De l’histoire de la lutte héroïque des femmes nigériennes à l’aube de la démocratie dans notre pays, Mme Mariama Alhassane, ancienne Ministre et parlementaire, garde un souvenir vivace. A l’image des «Trois glorieuses», de la révolution française de Juillet 1830 qui porte sur le trône un nouveau roi, celle de femme nigérienne à la veille de la tenue de la Conférence nationale souveraine a consacré «l’irruption» des femmes dans le débat politique en revendiquant de manière énergique leur prise en compte dans la détermination du destin national.

Les femmes se sont, en effet, levées comme un seul homme, toute tendance politique confondue pour revendiquer leur place au sein de la Commission préparatoire de la conférence nationale souveraine. «Vous savez que les femmes avaient été négligées dans la composition de ce comité préparatoire, et cela a interpellé toutes les femmes. Et elles ont marché royalement et de manière presque spontanée, sans aucune consultation, sans une mobilisation, toutes les femmes se sont senties profondément interpellées pour revendiquer leur place. Et ce qui fut fait au cours de cette marche qui a conduit toutes les femmes à la Primature. Cette marche a donné ses fruits puisque la composition de cette commission préparatoire de la conférence nationale souveraine a été modifiée, et les femmes ont eu leurs places» souligne Mme Mariama Alhassane. Elle ajoute que  depuis cette date, il y a eu une éclosion du mouvement féminin. «A l’époque on n’avait qu’une seule centrale féminine, qui fédérait les autres associations l’AFN ; mais depuis, est né le Rassemblement Démocratique des Femmes du Niger (RDFN), puis plusieurs autres mouvements dans plusieurs autres domaines où les femmes se sont organisées pour participer à la construction nationale» ajoute l’ancienne ministre de la Fonction Publique. Parlant des avancées enregistrées depuis cette sortie héroïque pré-conférence nationale des femmes, elle évoque la loi sur le quota, même si de son point de vue, elle demeure insatisfaisante.

«Au plan du combat, c’est significatif que les femmes puissent obtenir ce quota. Vous savez que le quota a donné lieu à d’intenses débats. D’aucuns n’étaient pas pour ces quotas, d’autres oui. Dans un contexte comme le nôtre où le genre masculin a pris le pas, il fallait donner l’habitude aux gouvernants, aux partis politiques et de manière générale à notre communauté nationale, de faire avec les femmes. Et le premier texte sur le quota a été obtenu de haute lutte, parce que la ministre de l’époque a su fédérer les femmes autour d’elle.
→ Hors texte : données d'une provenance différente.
use std::borrow::Cow;

use anyhow::Context;
use axum::{Json, extract::State};
use axum_extra::extract::cookie::{Cookie, CookieJar, SameSite};
use secrecy::{ExposeSecret, SecretString};
use serde::{Deserialize, Serialize};
use serde_json::json;
use validator::{Validate, ValidateEmail, ValidateLength, ValidationError, ValidationErrors};

use crate::{
    auth::{encode_jwt, error::AuthError, verify_password_hash},
    db::user::{create_user, get_user_with_password_by_email},
    error::Error,
    middlewares::SESSION_COOKIE,
    model::User,
    state::SharedAppState,
    telemetry::spawn_blocking_with_tracing,
};

/// A valid Argon2id PHC string verified against when the email is unknown,
/// so login takes one hash verification regardless of account existence.
const FALLBACK_PASSWORD_HASH: &str = "$argon2id$v=19$m=15000,t=2,p=1$\
gZiV/M1gPc22ElAH/Jh1Hw$CWOrkoo7oJBQ/iyh7uJ0LO2aLEfrHwTWllSAxT0zRno";

fn validate_credentials(email: &str, password: &SecretString) -> ValidationErrors {
    let mut errors = ValidationErrors::new();

    if !email.validate_email() {
        errors.add(
            "email",
            ValidationError::new("email_email").with_message(Cow::from("Incorrect email format")),
        );
    }
    if !email.validate_length(Some(1), Some(100), None) {
        errors.add(
            "email",
            ValidationError::new("email_length")
                .with_message(Cow::from("Email length must be between 1 and 100")),
        );
    }

    let password = password.expose_secret();
    if !password.validate_length(Some(6), Some(64), None) {
        errors.add(
            "password",
            ValidationError::new("password_length")
                .with_message(Cow::from("Password length must be between 6 and 64")),
        );
    }

    errors
}

#[derive(Deserialize)]
pub struct RegisterRequest {
    pub email: String,
    pub password: SecretString,
    #[serde(rename = "displayName", default)]
    pub display_name: Option<String>,
}

impl Validate for RegisterRequest {
    fn validate(&self) -> Result<(), ValidationErrors> {
        let mut errors = validate_credentials(&self.email, &self.password);

        if let Some(display_name) = &self.display_name
            && !display_name.validate_length(Some(1), Some(100), None)
        {
            errors.add(
                "displayName",
                ValidationError::new("display_name_length")
                    .with_message(Cow::from("Display name length must be between 1 and 100")),
            );
        }

        if !errors.errors().is_empty() {
            return Err(errors);
        }

        Ok(())
    }
}

#[derive(Deserialize)]
pub struct LoginRequest {
    pub email: String,
    pub password: SecretString,
}

impl Validate for LoginRequest {
    fn validate(&self) -> Result<(), ValidationErrors> {
        let errors = validate_credentials(&self.email, &self.password);

        if !errors.errors().is_empty() {
            return Err(errors);
        }

        Ok(())
    }
}

#[derive(Serialize, Deserialize)]
pub struct AuthResponse {
    pub token: String,
    pub user: User,
}

fn session_cookie(token: String) -> Cookie<'static> {
    Cookie::build((SESSION_COOKIE, token))
        .http_only(true)
        .same_site(SameSite::Lax)
        .path("/")
        .build()
}

#[tracing::instrument(name = "[POST] auth register", skip_all)]
pub async fn register(
    State(app_state): State<SharedAppState>,
    jar: CookieJar,
    Json(request): Json<RegisterRequest>,
) -> Result<(CookieJar, Json<AuthResponse>), Error> {
    request.validate().map_err(Error::Validation)?;

    if !app_state.config.application.allow_registration {
        return Err(Error::Auth(AuthError::RegistrationDisabled));
    }

    let email = request.email.trim().to_lowercase();
    let user = create_user(
        &app_state.pool,
        email,
        request.password,
        request.display_name,
    )
    .await?;

    let user_id = user.id;
    let token = spawn_blocking_with_tracing(move || encode_jwt(user_id, &app_state.config.jwt))
        .await
        .context("encode jwt")
        .map_err(Error::Other)??;

    let jar = jar.add(session_cookie(token.clone()));

    Ok((jar, Json(AuthResponse { token, user })))
}

#[tracing::instrument(name = "[POST] auth login", skip_all)]
pub async fn login(
    State(app_state): State<SharedAppState>,
    jar: CookieJar,
    Json(request): Json<LoginRequest>,
) -> Result<(CookieJar, Json<AuthResponse>), Error> {
    request.validate().map_err(Error::Validation)?;

    let email = request.email.trim().to_lowercase();
    let record = get_user_with_password_by_email(&app_state.pool, &email).await?;

    let (user, expected_hash) = match record {
        Some((user, hash)) => (Some(user), hash),
        None => (None, FALLBACK_PASSWORD_HASH.to_string()),
    };

    spawn_blocking_with_tracing(move || verify_password_hash(expected_hash, request.password))
        .await
        .context("verify password hash")
        .map_err(Error::Other)?
        .map_err(|_| Error::Auth(AuthError::IncorrectCredential))?;

    let user = user.ok_or(Error::Auth(AuthError::IncorrectCredential))?;

    let user_id = user.id;
    let token = spawn_blocking_with_tracing(move || encode_jwt(user_id, &app_state.config.jwt))
        .await
        .context("encode jwt")
        .map_err(Error::Other)??;

    let jar = jar.add(session_cookie(token.clone()));

    Ok((jar, Json(AuthResponse { token, user })))
}

#[tracing::instrument(name = "[POST] auth logout", skip_all)]
pub async fn logout(jar: CookieJar) -> (CookieJar, Json<serde_json::Value>) {
    let jar = jar.remove(Cookie::build(SESSION_COOKIE).path("/"));

    (jar, Json(json!({ "message": "logged_out" })))
}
On a conçu ce texte, et on a fait un plaidoyer-lobbying auprès du Chef de l’Etat de l’époque, et de tous les responsables au niveau gouvernemental pour leur expliquer la nécessité de réserver à la femme la place qu’elle mérite. Ce que nous avions voulu n’a pas passé, néanmoins nous avons obtenu 15% des postes pour les fonctions électives et 25% pour les fonctions nominatives aux emplois supérieurs de l’Etat. Au départ, on avait voulu avoir des pourcentages plus importants, mais cela n’a pas été le cas. On s’est contenté de cela. Et en 2019, fort heureusement l’Assemblée Nationale a révisé à la hausse ces quotas, à 25% et 30% et avec les actions des associations féminines et des ONG, on a pu conscientiser les femmes pour qu’elles aient une certaine assurance pour se porter candidates aux fonctions électives au niveau local et national. Et cela a porté ses fruits. Aujourd’hui, au niveau du parlement, on a satisfait le quota de représentation» souligne fièrement l’ancienne parlementaire.
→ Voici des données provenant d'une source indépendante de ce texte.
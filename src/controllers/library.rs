use std::sync::Arc;

use axum::{Extension, Json, extract::State};

use crate::{
    db::{favorite::get_user_favorites, rating::get_user_ratings, review::get_user_reviews},
    error::Error,
    model::{Book, RatedBook, ReviewedBook, User},
    state::SharedAppState,
};

#[tracing::instrument(name = "[GET] library favorites", skip_all)]
pub async fn favorites(
    Extension(user): Extension<Arc<User>>,
    State(app_state): State<SharedAppState>,
) -> Result<Json<Vec<Book>>, Error> {
    let books = get_user_favorites(&app_state.pool, user.id).await?;

    Ok(Json(books))
}

#[tracing::instrument(name = "[GET] library reviews", skip_all)]
pub async fn reviews(
    Extension(user): Extension<Arc<User>>,
    State(app_state): State<SharedAppState>,
) -> Result<Json<Vec<ReviewedBook>>, Error> {
    let reviews = get_user_reviews(&app_state.pool, user.id).await?;

    Ok(Json(reviews))
}

#[tracing::instrument(name = "[GET] library ratings", skip_all)]
pub async fn ratings(
    Extension(user): Extension<Arc<User>>,
    State(app_state): State<SharedAppState>,
) -> Result<Json<Vec<RatedBook>>, Error> {
    let ratings = get_user_ratings(&app_state.pool, user.id).await?;

    Ok(Json(ratings))
}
Mais elle met un bémol en disant que peut-être que cela a fonctionné pour les fonctions électives parce qu’il y a un processus. «Il y a plusieurs pouvoirs qui interviennent, notamment la Cour Constitutionnelle qui veille au respect strict de cette loi. Aucune liste qui ne respecte pas ce quota ne pouvait passer au niveau de la Cour Constitutionnelle. Peut-être c’était cela la chance des femmes. Mais vous voyez pour les fonctions nominatives, on est très loin du compte. Il y a des moments même où on se demande si au niveau du Secrétariat Général du gouvernement, on veille au respect de cette loi. Au niveau du Secrétariat Général du gouvernement, tout texte, tout décret qui doit être adopté par le gouvernement, doit être conforme aux lois de la République». Si la représentation des femmes au niveau du parlement est désormais un fait, quand est-il de leur efficacité ?

L’ancienne ministre  et parlementaire est catégorique : «Ce n’est pas toujours le fait de tempêter qui constitue un critère pour jauger la contribution et la participation des femmes. La femme nigérienne a toujours été discrète dans ce qu’elle fait. J’ai été parlementaire, et à l’époque nous avions un caucus femmes qui réunit toutes les femmes qui sont au Parlement. A l’époque les femmes se concertent sur toutes les lois à enjeu pour défendre leurs intérêts. Donc elles n’ont pas besoin de prendre la parole publiquement, de tempêter, ou de parler dans les médias ou autres pour pouvoir se faire entendre. Elles appartiennent à des commissions, et au sein de ces commissions elles défendent leur position. Donc elles défendent les intérêts des femmes». Pour l’ancienne ministre, l’un des handicaps majeurs qui plombent l’émancipation de la femme est la discrimination à l’égard du «sexe faible».

Mais que faire pour faire bouger de manière notable les lignes ? «La première des choses que les pouvoirs publics doivent faire pour favoriser l’émancipation des femmes, c’est de respecter les textes. La Constitution du Niger bannit toute discrimination basée sur le sexe. La Constitution a affirmé l’égalité des droits. Il faut donc faire une relecture des textes pour bannir toute discrimination à l’endroit des femmes dans les différents domaines. Et Lorsque les textes de la République prévoient une chose, les premiers responsables de la République ont le devoir de respecter ces textes, de les appliquer, et de les faire appliquer. Les hommes qui arrivent au sein du gouvernement sont des hommes politiques. Mais au niveau du Secrétariat Général du gouvernement, ça devra être des techniciens du droit, des techniciens administratifs, qui doivent regarder à la loupe tous les textes législatifs soumis à l’approbation du gouvernement sous l’angle du respect des textes. Ce sont les premiers conseillers législatifs du gouvernement. Donc quand on présente des actes de nominations, ils doivent pouvoir dire que le quota n’est pas respecté ; et on renvoie pour que le quota soit respecté», a-t-elle explique.